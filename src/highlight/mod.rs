mod compile;
mod ranges;
pub use self::compile::{segments, Cap, Highlights, PaintDirective, Segment};
pub use self::ranges::{RangeLimit, RangeList, RangeSpec, MAX_RANGES, PALETTE};
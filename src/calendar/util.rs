use std::fmt;
use std::str::FromStr;
use thiserror::Error;
use time::{Month, Weekday, Weekday::*};

pub(crate) const DAYS_IN_WEEK: u8 = 7;

/// No Gregorian month spans more than six week rows
pub const MAX_ROWS: u8 = 6;

pub(super) trait WeekdayExt {
    /// Column of this weekday in a grid whose first column is `start`
    fn column(&self, start: WeekStart) -> u8;
}

impl WeekdayExt for Weekday {
    fn column(&self, start: WeekStart) -> u8 {
        let sunday0 = self.number_days_from_sunday();
        let offset = start.first_weekday().number_days_from_sunday();
        (sunday0 + DAYS_IN_WEEK - offset) % DAYS_IN_WEEK
    }
}

/// Which weekday occupies column 0 of the grid
#[derive(Clone, Copy, Debug, Default, Eq, Hash, PartialEq)]
pub enum WeekStart {
    #[default]
    Sunday,
    Monday,
}

impl WeekStart {
    pub const TOKENS: &'static [&'static str] = &["sunday", "monday"];

    pub fn first_weekday(self) -> Weekday {
        match self {
            WeekStart::Sunday => Sunday,
            WeekStart::Monday => Monday,
        }
    }

    /// The weekdays in column order
    pub fn weekdays(self) -> [Weekday; 7] {
        let mut days = [self.first_weekday(); 7];
        for i in 1..days.len() {
            days[i] = days[i - 1].next();
        }
        days
    }

    pub fn column_of(self, wd: Weekday) -> u8 {
        wd.column(self)
    }

    /// The columns holding Saturday and Sunday, in ascending order
    pub fn weekend_columns(self) -> [u8; 2] {
        let mut cols = [Saturday.column(self), Sunday.column(self)];
        cols.sort_unstable();
        cols
    }

    pub fn is_weekend_column(self, col: u8) -> bool {
        self.weekend_columns().contains(&col)
    }

    pub fn token(self) -> &'static str {
        match self {
            WeekStart::Sunday => "sunday",
            WeekStart::Monday => "monday",
        }
    }
}

impl fmt::Display for WeekStart {
    fn fmt(&self, f: &mut fmt::Formatter<'_>) -> fmt::Result {
        f.write_str(self.token())
    }
}

impl FromStr for WeekStart {
    type Err = ParseTokenError;

    fn from_str(s: &str) -> Result<WeekStart, ParseTokenError> {
        match s.trim().to_ascii_lowercase().as_str() {
            "sunday" | "sun" => Ok(WeekStart::Sunday),
            "monday" | "mon" => Ok(WeekStart::Monday),
            _ => Err(ParseTokenError(s.to_owned())),
        }
    }
}

/// Language of the weekday header row
#[derive(Clone, Copy, Debug, Default, Eq, Hash, PartialEq)]
pub enum WeekdayLang {
    #[default]
    English,
    Chinese,
}

impl WeekdayLang {
    pub const TOKENS: &'static [&'static str] = &["en", "zh"];

    pub fn label(self, wd: Weekday) -> &'static str {
        let i = usize::from(wd.number_days_from_sunday());
        match self {
            WeekdayLang::English => ["SUN", "MON", "TUE", "WED", "THU", "FRI", "SAT"][i],
            WeekdayLang::Chinese => ["日", "一", "二", "三", "四", "五", "六"][i],
        }
    }

    /// Header labels in column order for the given week start
    pub fn headers(self, start: WeekStart) -> [&'static str; 7] {
        start.weekdays().map(|wd| self.label(wd))
    }

    pub fn token(self) -> &'static str {
        match self {
            WeekdayLang::English => "en",
            WeekdayLang::Chinese => "zh",
        }
    }
}

impl FromStr for WeekdayLang {
    type Err = ParseTokenError;

    fn from_str(s: &str) -> Result<WeekdayLang, ParseTokenError> {
        match s.trim().to_ascii_lowercase().as_str() {
            "en" => Ok(WeekdayLang::English),
            "zh" => Ok(WeekdayLang::Chinese),
            _ => Err(ParseTokenError(s.to_owned())),
        }
    }
}

#[derive(Clone, Debug, Eq, Error, PartialEq)]
#[error("unrecognized token {0:?}")]
pub struct ParseTokenError(String);

pub fn days_in_month(year: i32, month: Month) -> u8 {
    match month {
        Month::February if time::util::is_leap_year(year) => 29,
        Month::February => 28,
        Month::April | Month::June | Month::September | Month::November => 30,
        _ => 31,
    }
}

#[cfg(test)]
mod tests {
    use super::*;

    #[test]
    fn test_february() {
        assert_eq!(days_in_month(2000, Month::February), 29);
        assert_eq!(days_in_month(1900, Month::February), 28);
        assert_eq!(days_in_month(2024, Month::February), 29);
        assert_eq!(days_in_month(2023, Month::February), 28);
    }

    #[test]
    fn test_days_in_month_agrees_with_time() {
        for year in [1600, 1899, 1900, 1999, 2000, 2023, 2024, 2100] {
            let mut month = Month::January;
            for _ in 0..12 {
                let expected = time::util::is_leap_year(year);
                assert_eq!(
                    days_in_month(year, Month::February) == 29,
                    expected,
                    "leap mismatch for {year}"
                );
                assert!((28..=31).contains(&days_in_month(year, month)));
                month = month.next();
            }
        }
    }

    #[test]
    fn test_columns_sunday_first() {
        assert_eq!(WeekStart::Sunday.column_of(Sunday), 0);
        assert_eq!(WeekStart::Sunday.column_of(Wednesday), 3);
        assert_eq!(WeekStart::Sunday.column_of(Saturday), 6);
    }

    #[test]
    fn test_columns_monday_first() {
        assert_eq!(WeekStart::Monday.column_of(Monday), 0);
        assert_eq!(WeekStart::Monday.column_of(Wednesday), 2);
        assert_eq!(WeekStart::Monday.column_of(Sunday), 6);
    }

    #[test]
    fn test_weekend_columns() {
        assert_eq!(WeekStart::Sunday.weekend_columns(), [0, 6]);
        assert_eq!(WeekStart::Monday.weekend_columns(), [5, 6]);
        assert!(WeekStart::Monday.is_weekend_column(5));
        assert!(!WeekStart::Monday.is_weekend_column(0));
    }

    #[test]
    fn test_headers() {
        assert_eq!(
            WeekdayLang::English.headers(WeekStart::Sunday),
            ["SUN", "MON", "TUE", "WED", "THU", "FRI", "SAT"]
        );
        assert_eq!(
            WeekdayLang::Chinese.headers(WeekStart::Monday),
            ["一", "二", "三", "四", "五", "六", "日"]
        );
    }

    #[test]
    fn test_parse_week_start() {
        assert_eq!("Monday".parse::<WeekStart>(), Ok(WeekStart::Monday));
        assert_eq!(" sun ".parse::<WeekStart>(), Ok(WeekStart::Sunday));
        assert!("tuesday".parse::<WeekStart>().is_err());
    }
}
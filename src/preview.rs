use crate::theme::{
    preview::{HEADER_STYLE, MARKED_FG, TITLE_STYLE},
    BASE_STYLE,
};
use calcard::card::Card;
use calcard::params::catalog::{
    CARD_BG, DT_COLOR, DT_WEEKEND_COLOR, TITLE_COLOR, WD_COLOR, WD_WEEKEND_COLOR,
};
use ratatui::{
    buffer::Buffer,
    layout::{Margin, Rect},
    style::{Color, Style},
    text::{Span, Text},
    widgets::{Block, Paragraph, Widget},
};

/// Number of columns per day of week
const DAY_WIDTH: u16 = 4;

const GRID_WIDTH: u16 = DAY_WIDTH * 7;

/// Columns taken by the preview, borders included
pub(crate) const PREVIEW_WIDTH: u16 = GRID_WIDTH + 4;

const CAP_LEFT: char = '(';
const CAP_RIGHT: char = ')';

/// A character-cell rendition of a card: the title, the weekday header, and
/// one line per week with highlighted days drawn on their range's color.
/// The rounded ends of a highlight are drawn as parentheses.
#[derive(Clone, Copy, Debug)]
pub(crate) struct Preview<'a> {
    card: &'a Card,
}

impl<'a> Preview<'a> {
    pub(crate) fn new(card: &'a Card) -> Self {
        Preview { card }
    }

    fn color(&self, name: &str) -> Color {
        self.card
            .params()
            .color(name)
            .map_or(Color::Reset, term_color)
    }
}

impl Widget for Preview<'_> {
    fn render(self, area: Rect, buf: &mut Buffer) {
        let block = Block::bordered().title(" Preview ").style(BASE_STYLE);
        let inner = block.inner(area);
        block.render(area, buf);
        buf.set_style(inner, Style::new().bg(self.color(CARD_BG)));
        let mut canvas = BufferCanvas::new(inner.inner(Margin::new(1, 0)), buf);

        let grid = self.card.grid();
        let mut top = 0;
        if self.card.title_shown() {
            canvas.mvprint(0, 0, grid.title(), TITLE_STYLE.fg(self.color(TITLE_COLOR)));
            top += 1;
        }

        let week_start = grid.week_start();
        let headers = self.card.weekday_lang().headers(week_start);
        for (col, label) in std::iter::zip(0u8.., headers) {
            let fg = if week_start.is_weekend_column(col) {
                self.color(WD_WEEKEND_COLOR)
            } else {
                self.color(WD_COLOR)
            };
            canvas.draw_header(top, col, label, HEADER_STYLE.fg(fg));
        }
        top += 1;

        let highlights = self.card.highlights();
        for cell in grid.day_cells() {
            let Some(day) = cell.day() else {
                continue;
            };
            let (text, style) = match highlights.get(day) {
                Some(d) => {
                    let left = if d.cap.rounds_left() { CAP_LEFT } else { ' ' };
                    let right = if d.cap.rounds_right() { CAP_RIGHT } else { ' ' };
                    (
                        format!("{left}{day:>2}{right}"),
                        Style::new().fg(MARKED_FG).bg(term_color(d.color)),
                    )
                }
                None => {
                    let fg = if cell.is_weekend {
                        self.color(DT_WEEKEND_COLOR)
                    } else {
                        self.color(DT_COLOR)
                    };
                    (format!(" {day:>2} "), Style::new().fg(fg))
                }
            };
            canvas.draw_day(top + u16::from(cell.row), cell.col, text, style);
        }
    }
}

fn term_color(c: calcard::color::Color) -> Color {
    Color::Rgb(c.r, c.g, c.b)
}

#[derive(Debug, Eq, PartialEq)]
struct BufferCanvas<'a> {
    area: Rect,
    buf: &'a mut Buffer,
}

impl<'a> BufferCanvas<'a> {
    fn new(area: Rect, buf: &'a mut Buffer) -> Self {
        Self { area, buf }
    }

    // Labels are right-aligned with the day numbers below them
    fn draw_header(&mut self, y: u16, col: u8, label: &str, style: Style) {
        let width = u16::try_from(Span::raw(label).width()).unwrap_or(DAY_WIDTH);
        let x = (DAY_WIDTH * u16::from(col) + DAY_WIDTH - 1).saturating_sub(width);
        self.mvprint(y, x, label, style);
    }

    fn draw_day(&mut self, y: u16, col: u8, s: String, style: Style) {
        self.mvprint(y, DAY_WIDTH * u16::from(col), s, style);
    }

    fn mvprint<S: AsRef<str>>(&mut self, y: u16, x: u16, s: S, style: Style) {
        if y < self.area.height && x < self.area.width {
            let text = Text::styled(s.as_ref(), style);
            let width = u16::try_from(text.width()).unwrap_or(u16::MAX);
            // The Rect given to the Paragraph must lie entirely within the
            // frame
            Paragraph::new(text).render(
                Rect {
                    x: x + self.area.x,
                    y: y + self.area.y,
                    width: (self.area.width - x).min(width),
                    height: 1,
                },
                self.buf,
            );
        }
    }
}

#[cfg(test)]
mod tests {
    use super::*;
    use calcard::highlight::RangeList;
    use calcard::params::catalog::{TITLE_DISPLAY, WD_LANG, WEEK_START};
    use calcard::params::ParamStore;

    fn render(card: &Card, height: u16) -> Buffer {
        let area = Rect::new(0, 0, PREVIEW_WIDTH, height);
        let mut buffer = Buffer::empty(area);
        Preview::new(card).render(area, &mut buffer);
        buffer
    }

    fn symbols(buffer: &Buffer) -> Vec<String> {
        buffer
            .content()
            .iter()
            .map(|c| c.symbol().to_owned())
            .collect()
    }

    #[test]
    fn test_october_2025() {
        let mut card = Card::new(ParamStore::default(), 2025, 10, RangeList::new()).unwrap();
        let pos = card.add_range().unwrap();
        card.set_range_days(pos, 8, 14);
        let buffer = render(&card, 9);
        let expected = Buffer::with_lines([
            "┌ Preview ─────────────────────┐",
            "│ 2025-10                      │",
            "│ SUN MON TUE WED THU FRI SAT  │",
            "│             ( 1)  2   3   4  │",
            "│   5   6   7 ( 8   9  10  11) │",
            "│ (12  13  14) 15  16  17  18  │",
            "│  19  20  21  22  23  24  25  │",
            "│  26  27  28  29  30  31      │",
            "└──────────────────────────────┘",
        ]);
        assert_eq!(symbols(&buffer), symbols(&expected));
        let single = buffer[(14, 3)].style();
        assert_eq!(single.bg, Some(Color::Rgb(0xff, 0xd6, 0xa5)));
        assert_eq!(single.fg, Some(MARKED_FG));
        let middle = buffer[(20, 4)].style();
        assert_eq!(middle.bg, Some(Color::Rgb(0xca, 0xff, 0xbf)));
        let saturday = buffer[(27, 6)].style();
        assert_eq!(saturday.fg, Some(Color::Rgb(0x6b, 0x2e, 0x2b)));
        assert_eq!(saturday.bg, Some(Color::Rgb(0xff, 0xff, 0xff)));
    }

    #[test]
    fn test_monday_first_without_title() {
        let mut card = Card::new(ParamStore::default(), 2025, 10, RangeList::new()).unwrap();
        card.set_param(TITLE_DISPLAY, "hidden").unwrap();
        card.set_param(WEEK_START, "monday").unwrap();
        let buffer = render(&card, 8);
        let expected = Buffer::with_lines([
            "┌ Preview ─────────────────────┐",
            "│ MON TUE WED THU FRI SAT SUN  │",
            "│         ( 1)  2   3   4   5  │",
            "│   6   7   8   9  10  11  12  │",
            "│  13  14  15  16  17  18  19  │",
            "│  20  21  22  23  24  25  26  │",
            "│  27  28  29  30  31          │",
            "└──────────────────────────────┘",
        ]);
        assert_eq!(symbols(&buffer), symbols(&expected));
    }

    #[test]
    fn test_chinese_headers() {
        let mut card = Card::new(ParamStore::default(), 2025, 10, RangeList::new()).unwrap();
        card.set_param(WD_LANG, "zh").unwrap();
        let buffer = render(&card, 9);
        assert_eq!(buffer[(3, 2)].symbol(), "日");
        assert_eq!(buffer[(7, 2)].symbol(), "一");
        assert_eq!(buffer[(27, 2)].symbol(), "六");
    }

    #[test]
    fn test_clipped_to_area() {
        let card = Card::new(ParamStore::default(), 2025, 10, RangeList::new()).unwrap();
        let buffer = render(&card, 5);
        assert_eq!(buffer[(2, 3)].symbol(), " ");
        assert_eq!(buffer[(14, 3)].symbol(), "(");
    }
}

WHAT TO DO. Where a line of the records above holds the word "const", copy that line.

WORKED SOLUTION.
pub(crate) const DAYS_IN_WEEK: u8 = 7;
pub const MAX_ROWS: u8 = 6;
    pub const TOKENS: &'static [&'static str] = &["sunday", "monday"];
    pub const TOKENS: &'static [&'static str] = &["en", "zh"];
const DAY_WIDTH: u16 = 4;
const GRID_WIDTH: u16 = DAY_WIDTH * 7;
pub(crate) const PREVIEW_WIDTH: u16 = GRID_WIDTH + 4;
const CAP_LEFT: char = '(';
const CAP_RIGHT: char = ')';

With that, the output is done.